Tell me if this situation resonates with you… Working with a SQL Server database developer who is really good with T-SQL but fairly new to Power BI & tabular modeling, we’re building a data model and reports sourced from a line-of-business application’s SQL Server database. They’ve been writing reports using some pretty complicated SQL queries embedded in SSRS paginated reports. Every time a user wants a new report, a request is sent to the IT group. A developer picks up the request, writes some gnarly T-SQL query with pre-calculated columns and business rules. Complex reports might take days or weeks of development time. I needed to update a dimension table in the data model and needed a calculated column to differentiate case types. Turns out that it wasn’t a simple addition and his response was “I’ll just send you the SQL for that…you can just paste it”. The dilemma here is that all the complicated business rules had already been resolved using layers of T-SQL common table expressions (CTEs), nested subqueries and CASE statements. It was very well-written SQL and it would take considerable effort to re-engineer the logic into a dimensional tabular model to support general-use reporting. After beginning to nod-off while reading through the layers of SQL script, my initial reaction was to just paste the code and be done with it. After all, someone had already solved this problem, right?

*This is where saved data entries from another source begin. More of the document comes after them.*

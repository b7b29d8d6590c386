// Copyright (c) 2026 Bountyy Oy. All rights reserved.
// This software is proprietary and confidential.

use csv::Writer;

use crate::errors::{ScannerError, ScannerResult};
use crate::types::{ProgressInfo, ResultStatus, ScanEvent, ScanResult};

/// Placeholder written when a result has no resolved address
pub const NO_ADDRESS: &str = "N/A";

/// Consumer-side fold over a scan's event stream
#[derive(Debug, Clone, Default)]
pub struct ResultCollector {
    results: Vec<ScanResult>,
    progress: ProgressInfo,
    complete: bool,
}

impl ResultCollector {
    pub fn new() -> Self {
        Self::default()
    }

    pub fn record(&mut self, event: &ScanEvent) {
        match event {
            ScanEvent::Progress { progress } => self.progress = *progress,
            ScanEvent::Result { result } => self.results.push(result.clone()),
            ScanEvent::Complete => self.complete = true,
        }
    }

    pub fn results(&self) -> &[ScanResult] {
        &self.results
    }

    pub fn progress(&self) -> ProgressInfo {
        self.progress
    }

    pub fn percentage(&self) -> f64 {
        self.progress.percentage()
    }

    pub fn is_complete(&self) -> bool {
        self.complete
    }

    pub fn active_count(&self) -> usize {
        self.results
            .iter()
            .filter(|r| r.status == ResultStatus::Active)
            .count()
    }

    pub fn to_csv(&self) -> ScannerResult<Vec<u8>> {
        export_csv(&self.results)
    }
}

/// Serialize active results as `Subdomain,IP Address,Method` rows
pub fn export_csv(results: &[ScanResult]) -> ScannerResult<Vec<u8>> {
    let mut wtr = Writer::from_writer(vec![]);

    wtr.write_record(["Subdomain", "IP Address", "Method"])?;

    for result in results.iter().filter(|r| r.status == ResultStatus::Active) {
        let method = result.method.to_string();
        wtr.write_record([
            result.subdomain.as_str(),
            result.address.as_deref().unwrap_or(NO_ADDRESS),
            method.as_str(),
        ])?;
    }

    let data = wtr
        .into_inner()
        .map_err(|e| ScannerError::Export(e.to_string()))?;
    Ok(data)
}

#[cfg(test)]
mod tests {
    use super::*;
    use crate::types::CandidateSource;

    #[test]
    fn test_collector_folds_events() {
        let mut collector = ResultCollector::new();
        assert_eq!(collector.percentage(), 0.0);

        collector.record(&ScanEvent::progress(1, 4));
        collector.record(&ScanEvent::result(
            "www.example.com".to_string(),
            None,
            CandidateSource::Dictionary,
        ));
        collector.record(&ScanEvent::progress(4, 4));
        assert!(!collector.is_complete());
        collector.record(&ScanEvent::Complete);

        assert!(collector.is_complete());
        assert_eq!(collector.active_count(), 1);
        assert_eq!(collector.progress(), ProgressInfo { current: 4, total: 4 });
        assert_eq!(collector.percentage(), 100.0);
    }

    #[test]
    fn test_export_csv_rows() {
        let results = vec![
            ScanResult {
                subdomain: "www.example.com".to_string(),
                address: None,
                status: ResultStatus::Active,
                method: CandidateSource::Dictionary,
            },
            ScanResult {
                subdomain: "a.example.com".to_string(),
                address: Some("93.184.216.34".to_string()),
                status: ResultStatus::Active,
                method: CandidateSource::Bruteforce,
            },
        ];

        let csv = String::from_utf8(export_csv(&results).unwrap()).unwrap();
        assert_eq!(
            csv,
            "Subdomain,IP Address,Method\n\
             www.example.com,N/A,Dictionary\n\
             a.example.com,93.184.216.34,Bruteforce\n"
        );
    }

    #[test]
    fn test_export_empty() {
        let csv = String::from_utf8(export_csv(&[]).unwrap()).unwrap();
        assert_eq!(csv, "Subdomain,IP Address,Method\n");
    }
}
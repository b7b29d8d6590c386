// Copyright (c) 2026 Bountyy Oy. All rights reserved.
// This software is proprietary and confidential.

/**
 * Bountyy Oy - Scan HTTP API
 * Streams scan events to clients as server-sent events
 *
 * @copyright 2026 Bountyy Oy
 * @license Proprietary
 */

use anyhow::{Context, Result};
use axum::{
    extract::{rejection::JsonRejection, State},
    http::StatusCode,
    response::{
        sse::{Event, KeepAlive, Sse},
        IntoResponse, Response,
    },
    routing::{get, post},
    Json, Router,
};
use futures::StreamExt;
use serde::{Deserialize, Serialize};
use std::sync::Arc;
use tracing::{info, warn};

use crate::config::ServerConfig;
use crate::engine::ScanEngine;
use crate::errors::ScannerError;
use crate::types::ScanMethod;

pub struct ScanApiState {
    pub engine: ScanEngine,
    pub version: String,
}

pub fn create_scan_router(state: Arc<ScanApiState>) -> Router {
    Router::new()
        .route("/api/scan", post(scan_handler))
        .route("/health", get(health_handler))
        .with_state(state)
}

#[derive(Debug, Deserialize)]
struct ScanPayload {
    #[serde(default)]
    domain: Option<String>,
    #[serde(default)]
    method: Option<String>,
}

#[derive(Debug, Serialize)]
struct HealthResponse {
    status: &'static str,
    version: String,
}

async fn scan_handler(
    State(state): State<Arc<ScanApiState>>,
    payload: Result<Json<ScanPayload>, JsonRejection>,
) -> Response {
    let Json(payload) = match payload {
        Ok(payload) => payload,
        Err(rejection) => {
            return ApiError::BadRequest(rejection.body_text()).into_response();
        }
    };

    let method = match payload.method.as_deref() {
        Some(raw) => match raw.parse::<ScanMethod>() {
            Ok(method) => method,
            Err(e) => return ApiError::from(e).into_response(),
        },
        None => ScanMethod::default(),
    };

    let request = match state.engine.prepare(payload.domain.as_deref(), method) {
        Ok(request) => request,
        Err(e) => {
            warn!("Rejected scan request: {}", e);
            return ApiError::from(e).into_response();
        }
    };

    info!("API scan requested: {} ({})", request.domain, request.method);

    // Client disconnect drops the stream, which cancels the scan
    let events = state
        .engine
        .start(request)
        .map(|event| Event::default().json_data(event));

    Sse::new(events)
        .keep_alive(KeepAlive::default())
        .into_response()
}

async fn health_handler(State(state): State<Arc<ScanApiState>>) -> impl IntoResponse {
    Json(HealthResponse {
        status: "ok",
        version: state.version.clone(),
    })
}

#[derive(Debug)]
enum ApiError {
    BadRequest(String),
    InternalError(String),
}

impl From<ScannerError> for ApiError {
    fn from(err: ScannerError) -> Self {
        if err.is_input_error() {
            ApiError::BadRequest(err.to_string())
        } else {
            ApiError::InternalError(err.to_string())
        }
    }
}

impl IntoResponse for ApiError {
    fn into_response(self) -> Response {
        let (status, message) = match self {
            ApiError::BadRequest(msg) => (StatusCode::BAD_REQUEST, msg),
            ApiError::InternalError(msg) => (StatusCode::INTERNAL_SERVER_ERROR, msg),
        };

        (status, message).into_response()
    }
}

/// Bind and serve the scan API until Ctrl-C
pub async fn serve(engine: ScanEngine, config: &ServerConfig) -> Result<()> {
    let state = Arc::new(ScanApiState {
        engine,
        version: env!("CARGO_PKG_VERSION").to_string(),
    });
    let app = create_scan_router(state);

    let addr = format!("{}:{}", config.host, config.port);
    let listener = tokio::net::TcpListener::bind(&addr)
        .await
        .with_context(|| format!("Failed to bind {}", addr))?;

    info!("[SUCCESS] Scan API listening on http://{}", addr);

    axum::serve(listener, app)
        .with_graceful_shutdown(async {
            let _ = tokio::signal::ctrl_c().await;
            info!("Shutdown signal received");
        })
        .await
        .context("HTTP server error")?;

    Ok(())
}
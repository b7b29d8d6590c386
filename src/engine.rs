// Copyright (c) 2026 Bountyy Oy. All rights reserved.
// This software is proprietary and confidential.

/**
 * Bountyy Oy - Scan Engine
 * Validates requests, builds candidate sets and runs scans in the background
 *
 * @copyright 2026 Bountyy Oy
 * @license Proprietary
 */

use tokio_util::sync::CancellationToken;
use tracing::info;

use crate::candidates::CandidateGenerator;
use crate::config::{AppConfig, ConfigValidator};
use crate::emitter::{EventEmitter, ScanStream};
use crate::errors::{ScannerError, ScannerResult};
use crate::prober::LivenessProber;
use crate::scheduler::{BatchScheduler, ScanSummary};
use crate::types::{Candidate, ScanMethod, ScanRequest};

/// Entry point for running subdomain scans.
///
/// Holds no per-scan state: each scan gets its own candidate set, counters
/// and event channel.
#[derive(Clone)]
pub struct ScanEngine {
    generator: CandidateGenerator,
    scheduler: BatchScheduler,
}

impl ScanEngine {
    /// Engine with the real HTTP client and configured DNS backend
    pub fn new(config: &AppConfig) -> ScannerResult<Self> {
        ConfigValidator::validate_app_config(config)
            .map_err(|e| ScannerError::Configuration(format!("{:#}", e)))?;

        let prober = LivenessProber::from_config(config)?;
        Ok(Self::with_prober(config, prober))
    }

    /// Engine with a caller-supplied prober
    pub fn with_prober(config: &AppConfig, prober: LivenessProber) -> Self {
        Self {
            generator: CandidateGenerator::from_config(&config.scanner),
            scheduler: BatchScheduler::from_config(prober, &config.scanner),
        }
    }

    /// Validate raw input into a request. Rejects before any scan work.
    pub fn prepare(&self, domain: Option<&str>, method: ScanMethod) -> ScannerResult<ScanRequest> {
        let domain = domain.ok_or(ScannerError::MissingDomain)?;
        ScanRequest::new(domain, method)
    }

    pub fn candidates(&self, request: &ScanRequest) -> Vec<Candidate> {
        self.generator.generate(request.method)
    }

    /// Run a scan to completion on the current task
    pub async fn run(
        &self,
        request: &ScanRequest,
        emitter: EventEmitter,
        cancel: &CancellationToken,
    ) -> ScanSummary {
        let candidates = self.candidates(request);
        self.scheduler
            .run(&candidates, &request.domain, request.method, emitter, cancel)
            .await
    }

    /// Start a scan in the background and return its event stream.
    ///
    /// Dropping the stream cancels the scan.
    pub fn start(&self, request: ScanRequest) -> ScanStream {
        let cancel = CancellationToken::new();
        let (emitter, stream) = EventEmitter::channel(cancel.clone());
        let candidates = self.candidates(&request);
        let scheduler = self.scheduler.clone();

        info!(
            "Starting {} scan of {} ({} candidates)",
            request.method,
            request.domain,
            candidates.len()
        );

        tokio::spawn(async move {
            scheduler
                .run(&candidates, &request.domain, request.method, emitter, &cancel)
                .await
        });

        stream
    }

    /// Convenience wrapper: validate and start in one step
    pub fn scan(&self, domain: &str, method: ScanMethod) -> ScannerResult<ScanStream> {
        let request = ScanRequest::new(domain, method)?;
        Ok(self.start(request))
    }
}

#[cfg(test)]
mod tests {
    use super::*;
    use crate::dns_resolver::{DnsAnswer, DnsLookup};
    use crate::http_client::ReachabilityCheck;
    use crate::types::ScanEvent;
    use anyhow::Result;
    use async_trait::async_trait;
    use std::sync::Arc;
    use std::time::Duration;

    struct Refused;

    #[async_trait]
    impl ReachabilityCheck for Refused {
        async fn head_status(&self, _host: &str) -> Result<u16> {
            Err(anyhow::anyhow!("refused"))
        }
    }

    #[async_trait]
    impl DnsLookup for Refused {
        async fn lookup_a(&self, _fqdn: &str) -> Result<Option<DnsAnswer>> {
            Ok(None)
        }
    }

    fn engine() -> ScanEngine {
        let mut config = AppConfig::default();
        config.scanner.batch_delay_ms = 0;
        let prober = LivenessProber::new(
            Arc::new(Refused),
            Arc::new(Refused),
            Duration::from_secs(1),
            Duration::from_secs(1),
        );
        ScanEngine::with_prober(&config, prober)
    }

    #[test]
    fn test_prepare_rejects_missing_domain() {
        let engine = engine();
        assert!(matches!(
            engine.prepare(None, ScanMethod::Dictionary),
            Err(ScannerError::MissingDomain)
        ));
        assert!(matches!(
            engine.prepare(Some(""), ScanMethod::Dictionary),
            Err(ScannerError::MissingDomain)
        ));

        let request = engine
            .prepare(Some("https://www.example.com/app"), ScanMethod::All)
            .unwrap();
        assert_eq!(request.domain, "example.com");
    }

    #[tokio::test]
    async fn test_scan_streams_until_complete() {
        let stream = engine().scan("example.com", ScanMethod::Bruteforce).unwrap();
        let events = stream.collect_events().await;

        let progress_count = events
            .iter()
            .filter(|e| matches!(e, ScanEvent::Progress { .. }))
            .count();
        assert_eq!(progress_count, 150);
        assert_eq!(events.last(), Some(&ScanEvent::Complete));
    }

    #[test]
    fn test_invalid_config_rejected() {
        let mut config = AppConfig::default();
        config.scanner.batch_size = 0;
        assert!(matches!(
            ScanEngine::new(&config),
            Err(ScannerError::Configuration(_))
        ));
    }
}
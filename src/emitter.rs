// Copyright (c) 2026 Bountyy Oy. All rights reserved.
// This software is proprietary and confidential.

/**
 * Bountyy Oy - Scan Event Emitter
 * Ordered single-writer delivery of progress, result and completion events
 *
 * Features:
 * - One sender owned by the scheduler task, so events keep emission order
 * - Completion is emitted by consuming the emitter, so it happens once
 * - Dropping the consumer side cancels the running scan
 *
 * @copyright 2026 Bountyy Oy
 * @license Proprietary
 */

use futures::Stream;
use std::pin::Pin;
use std::task::{Context, Poll};
use tokio::sync::mpsc;
use tokio_util::sync::{CancellationToken, DropGuard};
use tracing::debug;

use crate::types::{ScanEvent, ScanResult};

/// Producer side of a scan's event stream
#[derive(Debug)]
pub struct EventEmitter {
    tx: mpsc::UnboundedSender<ScanEvent>,
    cancel: CancellationToken,
}

impl EventEmitter {
    /// Create a connected emitter / stream pair sharing `cancel`
    pub fn channel(cancel: CancellationToken) -> (EventEmitter, ScanStream) {
        let (tx, rx) = mpsc::unbounded_channel();

        let emitter = EventEmitter {
            tx,
            cancel: cancel.clone(),
        };
        let stream = ScanStream {
            rx,
            guard: Some(cancel.clone().drop_guard()),
            cancel,
        };

        (emitter, stream)
    }

    pub fn progress(&self, current: usize, total: usize) -> bool {
        self.send(ScanEvent::progress(current, total))
    }

    pub fn result(&self, result: ScanResult) -> bool {
        self.send(ScanEvent::Result { result })
    }

    /// Emit the terminal event and close the stream
    pub fn complete(self) -> bool {
        self.send(ScanEvent::Complete)
    }

    pub fn is_closed(&self) -> bool {
        self.tx.is_closed()
    }

    fn send(&self, event: ScanEvent) -> bool {
        if self.tx.send(event).is_err() {
            // Nobody is listening anymore
            if !self.cancel.is_cancelled() {
                debug!("Event consumer disconnected, cancelling scan");
                self.cancel.cancel();
            }
            return false;
        }
        true
    }
}

/// Consumer side of a scan's event stream.
///
/// Yields events in emission order and ends after `Complete`, or early if the
/// scan was cancelled. Dropping it cancels the scan.
#[derive(Debug)]
pub struct ScanStream {
    rx: mpsc::UnboundedReceiver<ScanEvent>,
    cancel: CancellationToken,
    guard: Option<DropGuard>,
}

impl ScanStream {
    pub async fn next_event(&mut self) -> Option<ScanEvent> {
        self.rx.recv().await
    }

    /// Stop the scan; the stream ends without `Complete`
    pub fn cancel(&self) {
        self.cancel.cancel();
    }

    pub fn cancellation_token(&self) -> CancellationToken {
        self.cancel.clone()
    }

    /// Let the scan keep running after this stream is dropped
    pub fn detach(&mut self) {
        if let Some(guard) = self.guard.take() {
            let _ = guard.disarm();
        }
    }

    /// Drain every remaining event
    pub async fn collect_events(mut self) -> Vec<ScanEvent> {
        let mut events = Vec::new();
        while let Some(event) = self.next_event().await {
            events.push(event);
        }
        events
    }
}

impl Stream for ScanStream {
    type Item = ScanEvent;

    fn poll_next(mut self: Pin<&mut Self>, cx: &mut Context<'_>) -> Poll<Option<Self::Item>> {
        self.rx.poll_recv(cx)
    }
}

/// Encode one event as a server-sent-events `data:` frame
pub fn sse_frame(event: &ScanEvent) -> serde_json::Result<String> {
    let json = serde_json::to_string(event)?;
    Ok(format!("data: {}\n\n", json))
}
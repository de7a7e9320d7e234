//! Convenience methods for constructing grids and query points in a way that echoes,
//! but does not exactly match, methods common in scripting languages.
use itertools::Itertools;
use num_traits::Float;

/// Generates evenly spaced values from start to stop,
/// including the endpoint.
///
/// `n == 0` gives an empty vec and `n == 1` gives `[start]`.
pub fn linspace<T>(start: T, stop: T, n: usize) -> Vec<T>
where
    T: Float,
{
    if n < 2 {
        return vec![start; n];
    }
    let dx: T = (stop - start) / T::from(n - 1).unwrap_or_else(T::one);
    (0..n)
        .map(|i| start + T::from(i).unwrap_or_else(T::nan) * dx)
        .collect()
}

/// Generates a meshgrid in C ordering (x0, y0, z0, x0, y0, z1, ..., x0, yn, zn),
/// one point per entry. The result lines up with a grid's flat value buffer, and
/// can be passed straight to the batch evaluators as a list of points.
pub fn meshgrid<T>(x: Vec<&Vec<T>>) -> Vec<Vec<T>>
where
    T: Float,
{
    x.into_iter()
        .multi_cartesian_product()
        .map(|xx| xx.iter().map(|y| **y).collect())
        .collect()
}

#[cfg(test)]
mod test {
    use super::*;

    #[test]
    fn test_linspace() {
        assert_eq!(linspace(0.0_f64, 1.0, 5), vec![0.0, 0.25, 0.5, 0.75, 1.0]);
    }

    #[test]
    fn test_linspace_short() {
        assert!(linspace(0.0_f64, 1.0, 0).is_empty());
        assert_eq!(linspace(3.0_f64, 1.0, 1), vec![3.0]);
    }

    #[test]
    fn test_meshgrid_c_order() {
        let x = vec![0.0_f64, 1.0];
        let y = vec![5.0_f64, 6.0, 7.0];
        let m = meshgrid(vec![&x, &y]);
        assert_eq!(m.len(), 6);
        assert_eq!(m[0], vec![0.0, 5.0]);
        assert_eq!(m[1], vec![0.0, 6.0]);
        assert_eq!(m[3], vec![1.0, 5.0]);
    }
}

The trade-off by using the existing T-SQL code is that the calculations and business rules are applied at a fixed level of granularity and within a certain business context. The query would need to be rewritten to answer different business questions. If we take the “black box” approach and paste the working and tested SQL script into the Power Query table definition, chances are that we won’t be able to explain the query logic in a few months, after we’ve moved on and forgotten this business problem. If you are trying to create a general-purpose data model to answer yet-to-be-defined questions, then you need to use design patterns that allow developers and users to navigate the model at different levels of grain across different dimension tables, and in different filtering contexts. This isn’t always the right answer but in this case, I am recommending that we do as little data merging, joining and manipulation as possible in the underlying source queries. But, the table mapping between source and data model are not one-to-one. In some cases, two or three source tables are combined using SQL joins, into a flattened and simplified lookup table – containing only the necessary, friendly-named columns and keys, and no unnecessary clutter like CreatedDateTime, ModifiedDateTime and CreatedByUser columns. Use custom columns in M/Power Query to transform the row-level calculated values and DAX measures to perform calculations in aggregate and within filter/slicing/grouping context.
I’d love to hear your thoughts and ideas on this topic.